The expected answer comprises all lines from the entries that contain the string "EsgInterest".

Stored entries
--

//! ExamSeater Common Library
//!
//! Web(WASM)フロントエンドと共有される状態モデルとユーティリティ。
//! サーバーが返すJSONスナップショットを寛容に正規化し、
//! 描画用の行モデルへ変換する純粋ロジックを集約する。

pub mod assign;
pub mod error;
pub mod fields;
pub mod forms;
pub mod regs;
pub mod state;
pub mod views;

pub use assign::{room_breakdown, rooms_by_capacity, AssignOutcome, RoomReport, SeatRow};
pub use error::{Error, Result};
pub use fields::{display, resolve, resolve_text};
pub use regs::{canonical_key, RegistrationMap};
pub use state::{Snapshot, StateStore};
pub use views::{ExamOption, ExamPreview, ExamRow, InvigilatorRow, RoomCard, StudentRow};
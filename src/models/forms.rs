use crate::error::{EsgError, Result};

/// User profile types offered on the profiling page.
#[derive(Debug, Clone, Copy, PartialEq, Eq)]
pub enum ProfileType {
    PrivateInvestor,
    FinancialAdvisor,
}

impl ProfileType {
    pub const ALL: [ProfileType; 2] = [ProfileType::PrivateInvestor, ProfileType::FinancialAdvisor];

    pub fn label(&self) -> &'static str {
        match self {
            ProfileType::PrivateInvestor => "Private Investor",
            ProfileType::FinancialAdvisor => "Financial Advisor",
        }
    }
}

/// Self-reported investing experience.
#[derive(Debug, Clone, Copy, PartialEq, Eq)]
pub enum ExperienceLevel {
    Beginner,
    Intermediate,
    Advanced,
    Expert,
}

impl ExperienceLevel {
    pub const ALL: [ExperienceLevel; 4] = [
        ExperienceLevel::Beginner,
        ExperienceLevel::Intermediate,
        ExperienceLevel::Advanced,
        ExperienceLevel::Expert,
    ];

    pub fn label(&self) -> &'static str {
        match self {
            ExperienceLevel::Beginner => "Beginner",
            ExperienceLevel::Intermediate => "Intermediate",
            ExperienceLevel::Advanced => "Advanced",
            ExperienceLevel::Expert => "Expert",
        }
    }
}

/// Declared interest in ESG topics. Display-only preference.
#[derive(Debug, Clone, Copy, PartialEq, Eq)]
pub enum EsgInterest {
    High,
    Medium,
    Low,
}

impl EsgInterest {
    pub const ALL: [EsgInterest; 3] = [EsgInterest::High, EsgInterest::Medium, EsgInterest::Low];

    pub fn label(&self) -> &'static str {
        match self {
            EsgInterest::High => "High",
            EsgInterest::Medium => "Medium",
            EsgInterest::Low => "Low",
        }
    }
}

/// Answers collected by the profiling form. Never persisted.
#[derive(Debug, Clone)]
pub struct InvestorProfile {
    pub profile_type: ProfileType,
    pub age: u8,
    pub experience: ExperienceLevel,
    pub esg_interest: EsgInterest,
}

impl InvestorProfile {
    /// Tailored next-step suggestion shown under the profile summary.
    pub fn suggestion(&self) -> &'static str {
        match (self.profile_type, self.esg_interest) {
            (ProfileType::PrivateInvestor, EsgInterest::High) => {
                "Given your high ESG sensitivity, explore products scoring above 80 \
                 and always check the green activity share to avoid greenwashing."
            }
            (ProfileType::PrivateInvestor, _) => {
                "Even with moderate ESG interest, you can find products that balance \
                 returns and sustainability."
            }
            (ProfileType::FinancialAdvisor, _) => {
                "Use the comparator to analyze product ESG characteristics in detail \
                 and give your clients more precise advice."
            }
        }
    }
}

/// Topics selectable on the contact form.
pub const CONTACT_TOPICS: [&str; 4] = [
    "ESG investments",
    "Financial advice",
    "Training courses",
    "Partnership",
];

/// A contact request. Validated for required-field presence, never stored.
#[derive(Debug, Clone, Default)]
pub struct ContactRequest {
    pub name: String,
    pub email: String,
    pub phone: String,
    pub topics: Vec<String>,
    pub message: String,
}

impl ContactRequest {
    /// Required fields are name, email, and message. Phone and topics are optional.
    pub fn validate(&self) -> Result<()> {
        if self.name.trim().is_empty() {
            return Err(EsgError::InvalidInput("name is required".to_string()));
        }
        if self.email.trim().is_empty() {
            return Err(EsgError::InvalidInput("email is required".to_string()));
        }
        if self.message.trim().is_empty() {
            return Err(EsgError::InvalidInput("message is required".to_string()));
        }
        Ok(())
    }
}

#[cfg(test)]
mod tests {
    use super::*;

    fn sample_request() -> ContactRequest {
        ContactRequest {
            name: "Ada".to_string(),
            email: "ada@example.com".to_string(),
            phone: String::new(),
            topics: vec!["ESG investments".to_string()],
            message: "Please send me the portfolio brochure.".to_string(),
        }
    }

    #[test]
    fn test_validate_accepts_complete_request() {
        assert!(sample_request().validate().is_ok());
    }

    #[test]
    fn test_validate_requires_name_email_message() {
        let mut missing_name = sample_request();
        missing_name.name = "  ".to_string();
        assert!(missing_name.validate().is_err());

        let mut missing_email = sample_request();
        missing_email.email = String::new();
        assert!(missing_email.validate().is_err());

        let mut missing_message = sample_request();
        missing_message.message = String::new();
        assert!(missing_message.validate().is_err());
    }

    #[test]
    fn test_phone_and_topics_optional() {
        let mut request = sample_request();
        request.phone = String::new();
        request.topics.clear();
        assert!(request.validate().is_ok());
    }

    #[test]
    fn test_suggestion_branches() {
        let high = InvestorProfile {
            profile_type: ProfileType::PrivateInvestor,
            age: 35,
            experience: ExperienceLevel::Intermediate,
            esg_interest: EsgInterest::High,
        };
        assert!(high.suggestion().contains("greenwashing"));

        let low = InvestorProfile {
            esg_interest: EsgInterest::Low,
            ..high.clone()
        };
        assert!(low.suggestion().contains("balance"));

        let advisor = InvestorProfile {
            profile_type: ProfileType::FinancialAdvisor,
            ..high
        };
        assert!(advisor.suggestion().contains("comparator"));
    }
}
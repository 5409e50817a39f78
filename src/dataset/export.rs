use std::path::Path;

use serde::Serialize;

use crate::dataset::ProductCatalog;
use crate::error::Result;
use crate::models::Product;

/// Flat row handed to the rendering surface and to machine-readable output.
///
/// Carries the derived flag and band alongside the raw metrics so consumers
/// never recompute them with different thresholds.
#[derive(Debug, Clone, Serialize)]
pub struct ProductRecord {
    pub name: String,
    pub esg_score: u8,
    pub co2_emissions: u32,
    pub green_activity_pct: u8,
    pub greenwashing_flag: bool,
    pub score_band: &'static str,
}

impl From<&Product> for ProductRecord {
    fn from(product: &Product) -> Self {
        Self {
            name: product.name.clone(),
            esg_score: product.esg_score,
            co2_emissions: product.co2_emissions,
            green_activity_pct: product.green_activity_pct,
            greenwashing_flag: product.greenwashing_flag(),
            score_band: product.score_band().label(),
        }
    }
}

/// Snapshot of the catalog as flat rows, in builder order.
pub fn records(catalog: &ProductCatalog) -> Vec<ProductRecord> {
    catalog.products().iter().map(ProductRecord::from).collect()
}

/// Write the product table to a CSV file.
pub fn write_csv<P: AsRef<Path>>(path: P, catalog: &ProductCatalog) -> Result<()> {
    let mut writer = csv::Writer::from_path(path)?;
    for record in records(catalog) {
        writer.serialize(record)?;
    }
    writer.flush()?;
    Ok(())
}

/// Serialize the product table as pretty JSON.
pub fn to_json(catalog: &ProductCatalog) -> Result<String> {
    Ok(serde_json::to_string_pretty(&records(catalog))?)
}

#[cfg(test)]
mod tests {
    use super::*;
    use crate::dataset::build_dataset;

    #[test]
    fn test_records_carry_derived_fields() {
        let catalog = ProductCatalog::new(build_dataset());
        let rows = records(&catalog);

        assert_eq!(rows.len(), 5);
        assert!(rows[0].greenwashing_flag); // EcoGreen ETF
        assert_eq!(rows[0].score_band, "strong");
        assert_eq!(rows[3].score_band, "moderate"); // Carbon Zero Index, 65
    }

    #[test]
    fn test_write_csv() {
        let catalog = ProductCatalog::new(build_dataset());
        let file = tempfile::NamedTempFile::new().unwrap();

        write_csv(file.path(), &catalog).unwrap();

        let content = std::fs::read_to_string(file.path()).unwrap();
        let mut lines = content.lines();
        assert_eq!(
            lines.next().unwrap(),
            "name,esg_score,co2_emissions,green_activity_pct,greenwashing_flag,score_band"
        );
        assert_eq!(lines.count(), 5);
        assert!(content.contains("EcoGreen ETF,85,120,25,true,strong"));
    }

    #[test]
    fn test_to_json_shape() {
        let catalog = ProductCatalog::new(build_dataset());
        let json = to_json(&catalog).unwrap();

        let rows: serde_json::Value = serde_json::from_str(&json).unwrap();
        assert_eq!(rows.as_array().unwrap().len(), 5);
        assert_eq!(rows[2]["name"], "Blue Ocean Bond");
        assert_eq!(rows[2]["greenwashing_flag"], false);
    }
}
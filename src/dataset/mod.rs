pub mod builder;
pub mod catalog;
pub mod export;

pub use builder::{build_dataset, marketplace_listings, partners};
pub use catalog::ProductCatalog;
pub use export::{records, to_json, write_csv, ProductRecord};
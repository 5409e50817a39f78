use thiserror::Error;

#[derive(Debug, Error)]
pub enum EsgError {
    #[error("Product not found: {0}")]
    ProductNotFound(String),

    #[error("Same product selected twice: {0}")]
    SameProductSelected(String),

    #[error("IO error: {0}")]
    Io(#[from] std::io::Error),

    #[error("JSON error: {0}")]
    Json(#[from] serde_json::Error),

    #[error("Prompt error: {0}")]
    Prompt(#[from] dialoguer::Error),

    #[error("CSV error: {0}")]
    Csv(#[from] csv::Error),

    #[error("Invalid input: {0}")]
    InvalidInput(String),
}

pub type Result<T> = std::result::Result<T, EsgError>;
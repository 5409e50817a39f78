pub mod forms;
pub mod partner;
pub mod product;

pub use forms::{
    ContactRequest, EsgInterest, ExperienceLevel, InvestorProfile, ProfileType, CONTACT_TOPICS,
};
pub use partner::{MarketplaceListing, Partner};
pub use product::{Product, ScoreBand};
use strsim::jaro_winkler;

use crate::analysis::constants::SUGGESTION_THRESHOLD;
use crate::models::Product;

/// Ordered, read-only view over the product dataset.
///
/// Keeps the builder's row order and offers case-insensitive lookup, so the
/// dataset itself can stay a plain value passed around explicitly.
pub struct ProductCatalog {
    products: Vec<Product>,
}

impl ProductCatalog {
    pub fn new(products: Vec<Product>) -> Self {
        Self { products }
    }

    /// Get a product by name (case-insensitive).
    pub fn get(&self, name: &str) -> Option<&Product> {
        let key = name.to_lowercase();
        self.products.iter().find(|p| p.key() == key)
    }

    /// Best fuzzy match for a misspelled name, for "did you mean" messages.
    pub fn suggest(&self, name: &str) -> Option<&Product> {
        let input = name.to_lowercase();
        self.products
            .iter()
            .map(|p| (p, jaro_winkler(&p.key(), &input)))
            .filter(|(_, score)| *score > SUGGESTION_THRESHOLD)
            .max_by(|a, b| a.1.partial_cmp(&b.1).unwrap_or(std::cmp::Ordering::Equal))
            .map(|(p, _)| p)
    }

    /// Dataset-wide maximum CO2 emissions. Zero for an empty catalog.
    pub fn max_co2_emissions(&self) -> u32 {
        self.products.iter().map(|p| p.co2_emissions).max().unwrap_or(0)
    }

    /// All products in builder order.
    pub fn products(&self) -> &[Product] {
        &self.products
    }

    /// Product names in builder order.
    pub fn names(&self) -> Vec<&str> {
        self.products.iter().map(|p| p.name.as_str()).collect()
    }

    pub fn len(&self) -> usize {
        self.products.len()
    }

    pub fn is_empty(&self) -> bool {
        self.products.is_empty()
    }
}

--

* [Result for this task]:
pub enum EsgInterest {
impl EsgInterest {
    pub const ALL: [EsgInterest; 3] = [EsgInterest::High, EsgInterest::Medium, EsgInterest::Low];
            EsgInterest::High => "High",
            EsgInterest::Medium => "Medium",
            EsgInterest::Low => "Low",
    pub esg_interest: EsgInterest,
            (ProfileType::PrivateInvestor, EsgInterest::High) => {
            esg_interest: EsgInterest::High,
            esg_interest: EsgInterest::Low,
    ContactRequest, EsgInterest, ExperienceLevel, InvestorProfile, ProfileType, CONTACT_TOPICS,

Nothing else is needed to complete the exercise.